I lean towards the snapshot builds as well.  I'd prefer we didn't introduce
git submodules.. I have had enough facepalm experienced with them in
the past that I'd prefer not to see us go down that path.

On Thu, Apr 16, 2020 at 4:34 PM J. D. Jordan <jeremiah.jor...@gmail.com>
wrote:

> I was taking with Alex on slack earlier today brainstorming ideas and two
> that might work are using a git submodule to reference the code by git
> hash, so no release needed, or using jitpack.io to be able to pull the
> jar down by git hash without doing a release.
>
> Does anyone find either of those options more appealing than 1/2/3?
>
> -Jeremiah
>
> > On Apr 16, 2020, at 6:14 PM, David Capwell <dcapw...@gmail.com> wrote:
> >
> > Not a fan of 2 or 3.  For #2 there is also talk about getting rid of the
> > jars in /lib so that would complicate things.
> >
> > I think frequent releases with snapshots per commit is good.  Agree with
> > Nate we should document this so we have something we can always point to.
> >
> >> On Thu, Apr 16, 2020 at 2:54 PM Nate McCall <zznat...@gmail.com> wrote:
> >>
> >> (1) sounds reasonable to me.

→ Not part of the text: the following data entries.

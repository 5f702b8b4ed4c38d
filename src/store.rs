//! Durable document store seams and the two bundled backends

use std::collections::{BTreeMap, HashMap};
use std::fmt;
use std::path::{Path, PathBuf};
use async_trait::async_trait;
use chrono::{DateTime, Utc};
use log::{debug, trace};
use serde::de::DeserializeOwned;
use serde::{Deserialize, Serialize};
use serde_json::Value;
use tokio::sync::{Mutex, RwLock};

use crate::error::StoreError;
use crate::profile::{Profile, UserAccount};

/// Named document collections
#[derive(Debug, Clone, Copy, PartialEq, Eq, Hash, PartialOrd, Ord)]
pub enum Collection
{   Users
  , Profiles
  , WorkoutPlans
  , MealPlans
  , ExerciseCache
  , WorkoutLogs
}

impl Collection
{   pub fn as_str(&self) -> &'static str
    {   match self
        {   Collection::Users => "users"
          , Collection::Profiles => "profiles"
          , Collection::WorkoutPlans => "workouts"
          , Collection::MealPlans => "meal_plans"
          , Collection::ExerciseCache => "exercise_cache"
          , Collection::WorkoutLogs => "workout_logs"
        }
    }
}

impl fmt::Display for Collection
{   fn fmt(&self, f: &mut fmt::Formatter<'_>) -> fmt::Result
    {   f.write_str(self.as_str())
    }
}

/// A generated plan persisted under its owner
#[derive(Debug, Clone, PartialEq, Serialize, Deserialize)]
#[serde(rename_all = "camelCase")]
pub struct PlanRecord
{   pub owner: String
  , pub plan: Value
  , pub generated_at: DateTime<Utc>
}

/// A cached exercise explanation keyed by normalized name
#[derive(Debug, Clone, PartialEq, Serialize, Deserialize)]
#[serde(rename_all = "camelCase")]
pub struct CacheEntry
{   pub name: String
  , pub data: Value
  , pub updated_at: DateTime<Utc>
}

/// Key-value document store with per-key atomic writes
#[async_trait]
pub trait DocumentStore: Send + Sync
{   /// Create the document, or overwrite it in place
    async fn upsert(
      &self
    , collection: Collection
    , key: &str
    , document: Value
    ) -> Result<(), StoreError>;

    async fn find(&self, collection: Collection, key: &str)
      -> Result<Option<Value>, StoreError>;

    /// Append to the array document at `key`, creating it if absent
    async fn append(
      &self
    , collection: Collection
    , key: &str
    , item: Value
    ) -> Result<(), StoreError>;

    async fn keys(&self, collection: Collection)
      -> Result<Vec<String>, StoreError>;
}

/// Read-only profile lookups. Absence is a valid state.
#[async_trait]
pub trait ProfileStore: Send + Sync
{   async fn find_profile(&self, user_id: &str)
      -> Result<Option<Profile>, StoreError>;

    async fn find_account(&self, user_id: &str)
      -> Result<Option<UserAccount>, StoreError>;
}

/// Serialize and upsert a typed record
pub async fn put_record<T: Serialize + Sync>(
  store: &dyn DocumentStore
, collection: Collection
, key: &str
, record: &T
) -> Result<(), StoreError>
{   let document = serde_json::to_value(record)?;
    store.upsert(collection, key, document).await
}

/// Find and deserialize a typed record
pub async fn get_record<T: DeserializeOwned>(
  store: &dyn DocumentStore
, collection: Collection
, key: &str
) -> Result<Option<T>, StoreError>
{   match store.find(collection, key).await?
    {   Some(document) => Ok(Some(serde_json::from_value(document)?))
      , None => Ok(None)
    }
}

/// Profiles and accounts live in the same document store
#[async_trait]
impl<S: DocumentStore> ProfileStore for S
{   async fn find_profile(&self, user_id: &str)
      -> Result<Option<Profile>, StoreError>
    {   get_record(self, Collection::Profiles, user_id).await
    }

    async fn find_account(&self, user_id: &str)
      -> Result<Option<UserAccount>, StoreError>
    {   get_record(self, Collection::Users, user_id).await
    }
}

/// Store a profile under its owner
pub async fn save_profile(store: &dyn DocumentStore, profile: &Profile)
  -> Result<(), StoreError>
{   debug!("Saving profile for {}", profile.user);
    put_record(store, Collection::Profiles, &profile.user, profile).await
}

/// Store an account under its id
pub async fn save_account(
  store: &dyn DocumentStore
, account: &UserAccount
) -> Result<(), StoreError>
{   debug!("Saving account {}", account.id);
    put_record(store, Collection::Users, &account.id, account).await
}

fn append_to(slot: &mut Value, item: Value)
{   match slot
    {   Value::Array(items) => items.push(item)
      , other => *other = Value::Array(vec![item])
    }
}

// ===== In-memory backend =====

/// Process-local store; contents vanish with the process
#[derive(Debug, Default)]
pub struct MemoryStore
{   documents: RwLock<HashMap<(Collection, String), Value>>
}

impl MemoryStore
{   pub fn new() -> Self
    {   MemoryStore::default()
    }
}

#[async_trait]
impl DocumentStore for MemoryStore
{   async fn upsert(
      &self
    , collection: Collection
    , key: &str
    , document: Value
    ) -> Result<(), StoreError>
    {   trace!("upsert {}/{}", collection, key);
        self.documents.write().await
          .insert((collection, key.to_string()), document);
        Ok(())
    }

    async fn find(&self, collection: Collection, key: &str)
      -> Result<Option<Value>, StoreError>
    {   Ok(self.documents.read().await
          .get(&(collection, key.to_string()))
          .cloned())
    }

    async fn append(
      &self
    , collection: Collection
    , key: &str
    , item: Value
    ) -> Result<(), StoreError>
    {   trace!("append {}/{}", collection, key);
        let mut documents = self.documents.write().await;
        let slot = documents
          .entry((collection, key.to_string()))
          .or_insert(Value::Null);
        append_to(slot, item);
        Ok(())
    }

    async fn keys(&self, collection: Collection)
      -> Result<Vec<String>, StoreError>
    {   let mut keys: Vec<String> = self.documents.read().await
          .keys()
          .filter(|(c, _)| *c == collection)
          .map(|(_, k)| k.clone())
          .collect();
        keys.sort();
        Ok(keys)
    }
}

// ===== JSON file backend =====

type FileContents = BTreeMap<String, BTreeMap<String, Value>>;

/// Store persisted as one JSON file, rewritten on every change.
/// Writes are serialised through a single lock, and a change is
/// visible to readers only once the file write has succeeded.
#[derive(Debug)]
pub struct JsonFileStore
{   path: PathBuf
  , documents: Mutex<FileContents>
}

impl JsonFileStore
{   /// Open the file, starting empty if it does not exist yet
    pub async fn open(path: impl AsRef<Path>)
      -> Result<Self, StoreError>
    {   let path = path.as_ref().to_path_buf();
        let documents = match tokio::fs::read(&path).await
        {   Ok(bytes) if bytes.is_empty() => FileContents::new()
          , Ok(bytes) => serde_json::from_slice(&bytes)?
          , Err(e) if e.kind() == std::io::ErrorKind::NotFound => {
              FileContents::new()
            }
          , Err(e) => return Err(e.into())
        };
        debug!(
          "Opened JSON store {} ({} collections)"
        , path.display()
        , documents.len()
        );
        Ok(JsonFileStore
        {   path
          , documents: Mutex::new(documents)
        })
    }

    pub fn path(&self) -> &Path
    {   &self.path
    }

    async fn flush(&self, documents: &FileContents)
      -> Result<(), StoreError>
    {   let bytes = serde_json::to_vec_pretty(documents)?;
        let tmp = self.path.with_extension("json.tmp");
        tokio::fs::write(&tmp, bytes).await?;
        tokio::fs::rename(&tmp, &self.path).await?;
        trace!("Flushed {}", self.path.display());
        Ok(())
    }
}

#[async_trait]
impl DocumentStore for JsonFileStore
{   async fn upsert(
      &self
    , collection: Collection
    , key: &str
    , document: Value
    ) -> Result<(), StoreError>
    {   let mut documents = self.documents.lock().await;
        let mut next = documents.clone();
        next
          .entry(collection.as_str().to_string())
          .or_default()
          .insert(key.to_string(), document);
        self.flush(&next).await?;
        *documents = next;
        Ok(())
    }

    async fn find(&self, collection: Collection, key: &str)
      -> Result<Option<Value>, StoreError>
    {   Ok(self.documents.lock().await
          .get(collection.as_str())
          .and_then(|c| c.get(key))
          .cloned())
    }

    async fn append(
      &self
    , collection: Collection
    , key: &str
    , item: Value
    ) -> Result<(), StoreError>
    {   let mut documents = self.documents.lock().await;
        let mut next = documents.clone();
        let slot = next
          .entry(collection.as_str().to_string())
          .or_default()
          .entry(key.to_string())
          .or_insert(Value::Null);
        append_to(slot, item);
        self.flush(&next).await?;
        *documents = next;
        Ok(())
    }

    async fn keys(&self, collection: Collection)
      -> Result<Vec<String>, StoreError>
    {   Ok(self.documents.lock().await
          .get(collection.as_str())
          .map(|c| c.keys().cloned().collect())
          .unwrap_or_default())
    }
}

#[cfg(test)]
mod tests
{   use super::*;
    use serde_json::json;

    #[tokio::test]
    async fn memory_upsert_overwrites()
    {   let store = MemoryStore::new();
        store.upsert(Collection::ExerciseCache, "squat", json!({"v": 1}))
          .await.unwrap();
        store.upsert(Collection::ExerciseCache, "squat", json!({"v": 2}))
          .await.unwrap();
        assert_eq!(
          store.find(Collection::ExerciseCache, "squat").await.unwrap()
        , Some(json!({"v": 2}))
        );
        assert_eq!(
          store.find(Collection::WorkoutPlans, "squat").await.unwrap()
        , None
        );
    }

    #[tokio::test]
    async fn memory_append_builds_array()
    {   let store = MemoryStore::new();
        store.append(Collection::WorkoutLogs, "u1", json!(1)).await.unwrap();
        store.append(Collection::WorkoutLogs, "u1", json!(2)).await.unwrap();
        store.append(Collection::WorkoutLogs, "u2", json!(3)).await.unwrap();
        assert_eq!(
          store.find(Collection::WorkoutLogs, "u1").await.unwrap()
        , Some(json!([1, 2]))
        );
        assert_eq!(
          store.keys(Collection::WorkoutLogs).await.unwrap()
        , vec!["u1", "u2"]
        );
    }

    #[tokio::test]
    async fn profile_store_reads_typed_records()
    {   let store = MemoryStore::new();
        assert!(store.find_account("u1").await.unwrap().is_none());
        save_account(&store, &UserAccount::new("u1", "Asha"))
          .await.unwrap();
        let account = store.find_account("u1").await.unwrap().unwrap();
        assert_eq!(account.name, "Asha");
    }

    #[tokio::test]
    async fn corrupt_record_is_a_serialization_error()
    {   let store = MemoryStore::new();
        store.upsert(Collection::Users, "u1", json!({"id": 5}))
          .await.unwrap();
        assert!(matches!(
          store.find_account("u1").await
        , Err(StoreError::Serialization(_))
        ));
    }

    #[tokio::test]
    async fn json_file_survives_reopen()
    {   let dir = tempfile::tempdir().unwrap();
        let path = dir.path().join("store.json");
        {   let store = JsonFileStore::open(&path).await.unwrap();
            store.upsert(Collection::MealPlans, "u1", json!({"plan": 1}))
              .await.unwrap();
            store.append(Collection::WorkoutLogs, "u1", json!({"d": 30}))
              .await.unwrap();
        }
        let store = JsonFileStore::open(&path).await.unwrap();
        assert_eq!(
          store.find(Collection::MealPlans, "u1").await.unwrap()
        , Some(json!({"plan": 1}))
        );
        assert_eq!(
          store.find(Collection::WorkoutLogs, "u1").await.unwrap()
        , Some(json!([{"d": 30}]))
        );
        assert_eq!(
          store.keys(Collection::MealPlans).await.unwrap()
        , vec!["u1"]
        );
    }

    #[tokio::test]
    async fn failed_flush_leaves_no_trace()
    {   let dir = tempfile::tempdir().unwrap();
        let path = dir.path().join("missing").join("store.json");
        let store = JsonFileStore::open(&path).await.unwrap();

        let upsert = store.upsert(Collection::WorkoutPlans, "u1", json!({"p": 1}))
          .await;
        assert!(matches!(upsert, Err(StoreError::Io(_))));
        let append = store.append(Collection::WorkoutLogs, "u1", json!({"d": 1}))
          .await;
        assert!(matches!(append, Err(StoreError::Io(_))));

        assert_eq!(
          store.find(Collection::WorkoutPlans, "u1").await.unwrap()
        , None
        );
        assert_eq!(
          store.find(Collection::WorkoutLogs, "u1").await.unwrap()
        , None
        );
        assert!(store.keys(Collection::WorkoutPlans).await.unwrap().is_empty());
    }

    #[tokio::test]
    async fn json_file_missing_starts_empty()
    {   let dir = tempfile::tempdir().unwrap();
        let store = JsonFileStore::open(dir.path().join("absent.json"))
          .await.unwrap();
        assert!(store.keys(Collection::Users).await.unwrap().is_empty());
    }
}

I'd like us to document the vote cycle and
> >> release train specifics on cassandra.a.o somewhere (developer and
> releases
> >> pages maybe?). Nothing exhaustive, just 'we do X with Y'.
> >>
> >>
> >> On Thu, Apr 16, 2020 at 11:03 PM Oleksandr Petrov <
> >> oleksandr.pet...@gmail.com> wrote:
> >>
> >>> I've posted the question on the legal-discussion mailing list, and got
> >> some
> >>> helpful responses.
> >>>
> >>> We can't work around the vote, best we can do is make it shorter (3 +1
> >>> votes / 24 hours). We have several options now:
> >>>
> >>> 1. Release SNAPSHOT builds prefixed with in-jvm dtest commit SHAs and
> cut
> >>> release every week or so (release-train if you wish)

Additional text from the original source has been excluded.